**** Supplied material ****

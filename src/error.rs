use thiserror::Error;

/// A snapshot that could not be turned into a decision tick
#[derive(Error, Debug)]
pub enum SnapshotError {
    #[error("Malformed snapshot JSON: {0}")]
    Json(#[from] serde_json::Error),

    #[error("Unknown team: {0}")]
    UnknownTeam(String),

    #[error("No car at player index {index} (snapshot has {count})")]
    MissingCar { index: usize, count: usize },

    #[error("Non-finite value in {field}")]
    NonFinite { field: &'static str },
}

/// Failure inside a debug/telemetry sink. Never affects control output.
#[derive(Error, Debug)]
pub enum TelemetryError {
    #[error("Telemetry sink unavailable")]
    Unavailable,

    #[error("Telemetry buffer full ({capacity} lines)")]
    BufferFull { capacity: usize },
}

/// Failure loading a settings file
#[derive(Error, Debug)]
pub enum SettingsError {
    #[error("IO error: {0}")]
    Io(#[from] std::io::Error),

    #[error("Settings parse error: {0}")]
    Parse(#[from] serde_json::Error),

    #[error("Invalid setting {name}: {reason}")]
    Invalid { name: &'static str, reason: String },
}

impl SnapshotError {
    /// Whether the next tick may succeed with fresh input
    pub fn is_transient(&self) -> bool {
        match self {
            SnapshotError::Json(_) => true,
            SnapshotError::NonFinite { .. } => true,
            SnapshotError::MissingCar { .. } => true,
            SnapshotError::UnknownTeam(_) => false,
        }
    }
}

#[cfg(test)]
mod tests {
    use super::*;

    #[test]
    fn test_transient_errors() {
        let json = serde_json::from_str::<serde_json::Value>("{").unwrap_err();
        assert!(SnapshotError::from(json).is_transient());
        assert!(SnapshotError::NonFinite { field: "time" }.is_transient());
        assert!(!SnapshotError::UnknownTeam("green".into()).is_transient());
        assert_eq!(
            SnapshotError::MissingCar { index: 2, count: 1 }.to_string(),
            "No car at player index 2 (snapshot has 1)"
        );
    }
}
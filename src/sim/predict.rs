//! Fixed timestep ball prediction
//!
//! Advances the ball deterministically under gravity, resolving arena contacts
//! after every step, and records one sample per step.

use super::arena::Arena;
use super::collision::resolve_contacts;
use super::path::BallPath;
use super::state::SpaceTimeVelocity;

/// Simulate the ball from `start` for `horizon` seconds at a fixed `step`.
///
/// The path always contains at least the start sample; a horizon shorter than one
/// step (or a non-positive step) yields only that sample.
pub fn simulate_ball(arena: &Arena, start: SpaceTimeVelocity, horizon: f32, step: f32) -> BallPath {
    let mut path = BallPath::new(start, arena.ball_radius);
    if !(step > 0.0 && horizon >= step) {
        return path;
    }

    // Small epsilon so 2.0 / (1/60) counts 120 steps, not 119
    let steps = (horizon / step + 1e-4).floor() as usize;
    let mut position = start.space;
    let mut velocity = start.velocity;

    for i in 1..=steps {
        velocity.z -= arena.gravity * step;
        position += velocity * step;

        let resolved = resolve_contacts(arena, position, velocity);
        position = resolved.position;
        velocity = resolved.velocity;

        // Times come from the step index so they never drift
        let time = start.time + i as f32 * step;
        path.add_slice(SpaceTimeVelocity::new(position, time, velocity));
    }

    log::trace!(
        "Simulated {} ball samples over {:.2}s",
        path.len(),
        path.end().time - start.time
    );
    path
}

****

Transcribe the records above from the line holding "a settings file" down to the line holding "with fresh input", inclusive, without adding anything.

/// Failure loading a settings file
#[derive(Error, Debug)]
pub enum SettingsError {
    #[error("IO error: {0}")]
    Io(#[from] std::io::Error),

    #[error("Settings parse error: {0}")]
    Parse(#[from] serde_json::Error),

    #[error("Invalid setting {name}: {reason}")]
    Invalid { name: &'static str, reason: String },
}

impl SnapshotError {
    /// Whether the next tick may succeed with fresh input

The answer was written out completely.